Within three days in late September, two heroes in the faith — one famous, one not — went home to see their Savior.
It’s doubtful that Byron Nelson, the golf legend, and Mary Vinzant, the mother of preachers, ever met in this life, which is kind of ironic in itself.
After all, both were born around the time of World War I. Both lived most of their 90-plus years in and around Fort Worth, Texas. And both dedicated their lives to Jesus Christ at early ages.
With the number of gospel meetings and lectureships each attended, there’s a chance they crossed paths at some point and didn’t know it.

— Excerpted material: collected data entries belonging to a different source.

//! Application configuration for catchlog.
//!
//! User config lives at `~/.catchlog/catchlog.toml`.
//! CLI flags override config file values, which override defaults.

use std::path::{Path, PathBuf};

use serde::{Deserialize, Serialize};

use crate::error::{CatchlogError, Result};

/// Default configuration file name.
const CONFIG_FILE_NAME: &str = "catchlog.toml";

/// Default config directory name under the user's home.
const CONFIG_DIR_NAME: &str = ".catchlog";

// ---------------------------------------------------------------------------
// Config structs (matching catchlog.toml schema)
// ---------------------------------------------------------------------------

/// Top-level application config, deserialized from TOML.
#[derive(Debug, Clone, Default, Serialize, Deserialize)]
pub struct AppConfig {
    /// Report output settings.
    #[serde(default)]
    pub output: OutputConfig,
}

/// `[output]` section.
#[derive(Debug, Clone, Serialize, Deserialize)]
pub struct OutputConfig {
    /// Report log written by every command unless `--log` is given.
    #[serde(default = "default_log_file")]
    pub log_file: String,

    /// Echo report fragments to stdout as well as the log.
    #[serde(default = "default_true")]
    pub echo: bool,
}

impl Default for OutputConfig {
    fn default() -> Self {
        Self {
            log_file: default_log_file(),
            echo: true,
        }
    }
}

fn default_log_file() -> String {
    "catchlog.log".into()
}
fn default_true() -> bool {
    true
}

// ---------------------------------------------------------------------------
// Config loading
// ---------------------------------------------------------------------------

/// Get the path to the config directory (`~/.catchlog/`).
pub fn config_dir() -> Result<PathBuf> {
    let home = dirs::home_dir()
        .ok_or_else(|| CatchlogError::config("could not determine home directory"))?;
    Ok(home.join(CONFIG_DIR_NAME))
}

/// Get the path to the config file (`~/.catchlog/catchlog.toml`).
pub fn config_file_path() -> Result<PathBuf> {
    Ok(config_dir()?.join(CONFIG_FILE_NAME))
}

/// Load the application config from disk. Returns defaults if the file does not exist.
pub fn load_config() -> Result<AppConfig> {
    let path = config_file_path()?;

    if !path.exists() {
        tracing::debug!(?path, "config file not found, using defaults");
        return Ok(AppConfig::default());
    }

    load_config_from(&path)
}

/// Load the application config from a specific file path.
pub fn load_config_from(path: &Path) -> Result<AppConfig> {
    let content = std::fs::read_to_string(path).map_err(|e| CatchlogError::io(path, e))?;

    toml::from_str(&content)
        .map_err(|e| CatchlogError::config(format!("failed to parse {}: {e}", path.display())))
}

/// Create the config directory and write a default config file.
/// Returns the path to the created file.
pub fn init_config() -> Result<PathBuf> {
    let dir = config_dir()?;
    std::fs::create_dir_all(&dir).map_err(|e| CatchlogError::io(&dir, e))?;

    let path = dir.join(CONFIG_FILE_NAME);
    let content = toml::to_string_pretty(&AppConfig::default())
        .map_err(|e| CatchlogError::config(e.to_string()))?;

    std::fs::write(&path, content).map_err(|e| CatchlogError::io(&path, e))?;
    tracing::info!(?path, "created default config file");

    Ok(path)
}

#[cfg(test)]
mod tests {
    use super::*;

    #[test]
    fn default_config_serializes() {
        let toml_str = toml::to_string_pretty(&AppConfig::default()).expect("serialize");
        assert!(toml_str.contains("log_file"));
        assert!(toml_str.contains("catchlog.log"));
    }

    #[test]
    fn config_roundtrip() {
        let toml_str = toml::to_string_pretty(&AppConfig::default()).expect("serialize");
        let parsed: AppConfig = toml::from_str(&toml_str).expect("deserialize");
        assert_eq!(parsed.output.log_file, "catchlog.log");
        assert!(parsed.output.echo);
    }

    #[test]
    fn partial_output_section_fills_defaults() {
        let toml_str = r#"
[output]
echo = false
"#;
        let config: AppConfig = toml::from_str(toml_str).expect("parse");
        assert!(!config.output.echo);
        assert_eq!(config.output.log_file, "catchlog.log");
    }

    #[test]
    fn load_config_from_reports_bad_toml() {
        let path = std::env::temp_dir().join(format!("catchlog_cfg_{}.toml", uuid::Uuid::now_v7()));
        std::fs::write(&path, "[output\nlog_file = 1").unwrap();

        let err = load_config_from(&path).unwrap_err();
        assert!(err.to_string().starts_with("config error: failed to parse"));

        let _ = std::fs::remove_file(&path);
    }
}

Mary, who was 92, probably wouldn’t have recognized Byron’s name anyway. She didn’t know much about golf, and hearing that someone won 11 straight PGA tournaments wouldn’t have impressed her much.
But Mary did know the value of putting God first, and she would have approved of Byron insisting on attending services, even when health problems made it increasingly difficult for him to walk, much less swing a golf club.
I didn’t know Mary or Byron well. But my encounters with both blessed my life. No doubt, countless others can say the same.
My wife, Tamie, and I met Mary after she moved to Oklahoma to be near her son, Don Vinzant, the minister at our home congregation. Mary always sat on the third row with her daughter-in-law, Carol, and beamed as her son preached.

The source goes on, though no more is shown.